I submit that our present system of public education is not working. Students in the public schools are victims of what I call “classroom prison-like education.” Students enrolled in the academic program are confined approximately 7 hours a day, 5 days a week, 10 months a year to a setting of classroom walls within a school building. Couple this with the teachers who are confronted with the daunting challenge of educating and entertaining their students 6 or 7 hours a day, 5 days a week, 10 months a year. To deliver dynamite lessons consistently and continuously is a Herculean task. So…is it hard to understand why students could easily become bored and fed up in the classroom?

What we need is an Education Revolution. Its main thrust occurs in grades 9 thru 12, but its basic framework can start with grade 1. The ER calls for the writing of a new curriculum that reflects the formation of a partnership between the school subject areas and real life world experiences. It calls for students to get out of the classroom and go into the real world of life. It calls for all tracks of education, not just the vocational path, to embrace the concept that learning has to come to life, learning has to be made practical. It calls for a new teaching methodology which allows students to participate in real life experiences.

For example, the ER (educational revolution) in the language arts reading and writing division entails students stepping into places where the mastery of English skills is essential such as TV and radio stations, magazine and newspaper facilities, etc. with students meeting the people who work in these places, and students actually performing various jobs (level of difficulty and complexity of tasks increase with each grade level). For a TV news program, the people on and off camera – the news anchor, producer, assignment editor, reporter, etc. join forces with the teacher in helping students grasp the English skills utilized in making the program relevant to the viewers.

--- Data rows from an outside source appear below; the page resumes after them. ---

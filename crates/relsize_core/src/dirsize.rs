//! Directory tree summation.

use crate::cancel::CancelToken;
use crate::error::SizeResult;
use relsize_fs::FsProbe;
use std::path::Path;
use tracing::debug;

/// Sums the sizes of every entry in a directory, without recursing.
///
/// Subdirectory entries contribute their inode size, the same number a
/// plain stat reports for them. An entry that vanishes between listing
/// and stat is skipped. Returns `None` when the directory itself does
/// not exist; callers decide whether that means zero or something worth
/// distinguishing.
///
/// # Errors
///
/// Fails when the listing or an entry stat fails for a reason other
/// than absence, or when `cancel` trips mid-walk.
pub fn directory_size<F>(probe: &F, path: &Path, cancel: &CancelToken) -> SizeResult<Option<u64>>
where
    F: FsProbe + ?Sized,
{
    let Some(entries) = probe.list_dir(path)? else {
        return Ok(None);
    };

    let mut total: u64 = 0;
    for name in entries {
        cancel.check()?;

        let entry_path = path.join(&name);
        match probe.stat(&entry_path)? {
            Some(stat) => total += stat.len,
            None => debug!("entry vanished during scan: {:?}", entry_path),
        }
    }
    Ok(Some(total))
}

/// Sums a tablespace root: every entry's own size, plus the
/// non-recursive contents of entries that are directories. One level
/// deep matches the per-database layout inside a tablespace.
///
/// Returns `None` when the root does not exist, which tells a
/// tablespace that was never created apart from one that is merely
/// empty.
pub fn tablespace_dir_size<F>(probe: &F, root: &Path, cancel: &CancelToken) -> SizeResult<Option<u64>>
where
    F: FsProbe + ?Sized,
{
    let Some(entries) = probe.list_dir(root)? else {
        return Ok(None);
    };

    let mut total: u64 = 0;
    for name in entries {
        cancel.check()?;

        let entry_path = root.join(&name);
        let stat = match probe.stat(&entry_path)? {
            Some(stat) => stat,
            None => continue,
        };

        if stat.is_dir {
            total += directory_size(probe, &entry_path, cancel)?.unwrap_or(0);
        }
        total += stat.len;
    }
    Ok(Some(total))
}

#[cfg(test)]
mod tests {
    use super::*;
    use crate::error::SizeError;
    use relsize_fs::{MemFs, DIR_LEN};
    use std::io::ErrorKind;
    use std::path::Path;

    #[test]
    fn missing_directory_is_none() {
        let fs = MemFs::new();
        let cancel = CancelToken::new();
        assert_eq!(directory_size(&fs, Path::new("/cluster/base/5"), &cancel).unwrap(), None);
        assert_eq!(tablespace_dir_size(&fs, Path::new("/cluster/base"), &cancel).unwrap(), None);
    }

    #[test]
    fn empty_directory_is_zero() {
        let fs = MemFs::new();
        fs.add_dir("/cluster/base/5");
        let total = directory_size(&fs, Path::new("/cluster/base/5"), &CancelToken::new()).unwrap();
        assert_eq!(total, Some(0));
    }

    #[test]
    fn sums_flat_entries() {
        let fs = MemFs::new();
        fs.add_file("/cluster/base/5/1259", 100);
        fs.add_file("/cluster/base/5/1259_fsm", 20);
        fs.add_file("/cluster/base/5/2000", 300);
        let total = directory_size(&fs, Path::new("/cluster/base/5"), &CancelToken::new()).unwrap();
        assert_eq!(total, Some(420));
    }

    #[test]
    fn subdirectories_count_their_inode_size_only() {
        let fs = MemFs::new();
        fs.add_file("/cluster/base/5/1259", 100);
        fs.add_file("/cluster/base/5/junk/inner", 5000);
        let total = directory_size(&fs, Path::new("/cluster/base/5"), &CancelToken::new()).unwrap();
        assert_eq!(total, Some(100 + DIR_LEN));
    }

    #[test]
    fn vanished_entries_are_skipped() {
        let fs = MemFs::new();
        fs.add_file("/cluster/base/5/1259", 100);
        fs.add_file("/cluster/base/5/2000", 300);
        // A NotFound fault reads as absence, like a file unlinked
        // between listing and stat.
        fs.inject_error("/cluster/base/5/2000", ErrorKind::NotFound);
        let total = directory_size(&fs, Path::new("/cluster/base/5"), &CancelToken::new()).unwrap();
        assert_eq!(total, Some(100));
    }

    #[test]
    fn entry_stat_failures_are_fatal() {
        let fs = MemFs::new();
        fs.add_file("/cluster/base/5/1259", 100);
        fs.inject_error("/cluster/base/5/1259", ErrorKind::PermissionDenied);
        let err = directory_size(&fs, Path::new("/cluster/base/5"), &CancelToken::new()).unwrap_err();
        assert!(matches!(err, SizeError::Fs(_)));
    }

    #[test]
    fn tablespace_sum_descends_one_level() {
        let fs = MemFs::new();
        fs.add_file("/cluster/tablespaces/7/v1/5/4000", 700);
        fs.add_file("/cluster/tablespaces/7/v1/5/4000_vm", 30);
        fs.add_file("/cluster/tablespaces/7/v1/9/5000", 1000);
        fs.add_file("/cluster/tablespaces/7/v1/loose", 11);
        let total =
            tablespace_dir_size(&fs, Path::new("/cluster/tablespaces/7/v1"), &CancelToken::new()).unwrap();
        // Two database directories contribute their contents plus their
        // own inode size; the loose file only itself.
        assert_eq!(total, Some(700 + 30 + 1000 + 11 + 2 * DIR_LEN));
    }

    #[test]
    fn tablespace_sum_does_not_recurse_deeper() {
        let fs = MemFs::new();
        fs.add_file("/cluster/base/5/1259", 100);
        fs.add_file("/cluster/base/5/nested/deep", 9999);
        let total = tablespace_dir_size(&fs, Path::new("/cluster/base"), &CancelToken::new()).unwrap();
        // db dir inode + contents; the nested dir counts as an inode
        // inside the db dir, its contents stay invisible.
        assert_eq!(total, Some(DIR_LEN + 100 + DIR_LEN));
    }

    #[test]
    fn cancellation_propagates_from_inner_walks() {
        let fs = MemFs::new();
        fs.add_file("/cluster/base/5/1259", 100);
        let cancel = CancelToken::new();
        cancel.cancel();
        let err = tablespace_dir_size(&fs, Path::new("/cluster/base"), &cancel).unwrap_err();
        assert!(matches!(err, SizeError::Cancelled));
    }
}
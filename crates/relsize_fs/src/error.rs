//! Error types for filesystem probes.

use std::io;
use std::path::{Path, PathBuf};
use thiserror::Error;

/// Result type for probe operations.
pub type FsResult<T> = Result<T, FsError>;

/// Errors that can occur while probing the filesystem.
///
/// Absence is never an error here. A probe reports a missing path as
/// `None` in the success channel; only genuine failures (permissions,
/// I/O faults) become an `FsError`.
#[derive(Debug, Error)]
pub enum FsError {
    /// Stating a file failed for a reason other than absence.
    #[error("could not stat file \"{}\": {source}", path.display())]
    Stat {
        /// The path that failed.
        path: PathBuf,
        /// The underlying I/O error.
        #[source]
        source: io::Error,
    },

    /// Opening or reading a directory failed for a reason other than absence.
    #[error("could not open directory \"{}\": {source}", path.display())]
    ReadDir {
        /// The path that failed.
        path: PathBuf,
        /// The underlying I/O error.
        #[source]
        source: io::Error,
    },
}

impl FsError {
    /// Builds a [`FsError::Stat`] for the given path.
    #[must_use]
    pub fn stat(path: &Path, source: io::Error) -> Self {
        Self::Stat {
            path: path.to_path_buf(),
            source,
        }
    }

    /// Builds a [`FsError::ReadDir`] for the given path.
    #[must_use]
    pub fn read_dir(path: &Path, source: io::Error) -> Self {
        Self::ReadDir {
            path: path.to_path_buf(),
            source,
        }
    }
}
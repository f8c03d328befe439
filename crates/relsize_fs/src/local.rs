//! Probe over the real filesystem.

use crate::error::{FsError, FsResult};
use crate::probe::{FileStat, FsProbe};
use std::ffi::OsString;
use std::io;
use std::path::Path;

/// A probe over the local filesystem.
///
/// `stat` follows symbolic links, so a size taken through a tablespace
/// link directory reflects the link target, not the link itself.
///
/// # Example
///
/// ```no_run
/// use relsize_fs::{FsProbe, LocalFs};
/// use std::path::Path;
///
/// let fs = LocalFs::new();
/// if let Some(stat) = fs.stat(Path::new("base/5/1259")).unwrap() {
///     println!("{} bytes", stat.len);
/// }
/// ```
#[derive(Debug, Default, Clone, Copy)]
pub struct LocalFs;

impl LocalFs {
    /// Creates a new local probe.
    #[must_use]
    pub fn new() -> Self {
        Self
    }
}

impl FsProbe for LocalFs {
    fn stat(&self, path: &Path) -> FsResult<Option<FileStat>> {
        match std::fs::metadata(path) {
            Ok(meta) => Ok(Some(FileStat {
                len: meta.len(),
                is_dir: meta.is_dir(),
            })),
            Err(err) if err.kind() == io::ErrorKind::NotFound => Ok(None),
            Err(err) => Err(FsError::stat(path, err)),
        }
    }

    fn list_dir(&self, path: &Path) -> FsResult<Option<Vec<OsString>>> {
        let entries = match std::fs::read_dir(path) {
            Ok(entries) => entries,
            Err(err) if err.kind() == io::ErrorKind::NotFound => return Ok(None),
            Err(err) => return Err(FsError::read_dir(path, err)),
        };

        let mut names = Vec::new();
        for entry in entries {
            let entry = entry.map_err(|err| FsError::read_dir(path, err))?;
            names.push(entry.file_name());
        }
        Ok(Some(names))
    }
}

The partners in education are the students, teachers, and real life mentors or facilitators. All 3 parties are actively engaged in the entire learning process including the writing of the goals and objectives, the activities for concepts and content to be learned, and the evaluation segment. The facilitators are not just bystanders offering rewards for good behavior. Rather they become active participants in designing curriculum which builds a framework of education that is meaningful and relevant to today’s youth. The 3 party team is really working together to make learning applicable, meaningful and FUN. The Educational Revolution in the public school system needs to start now.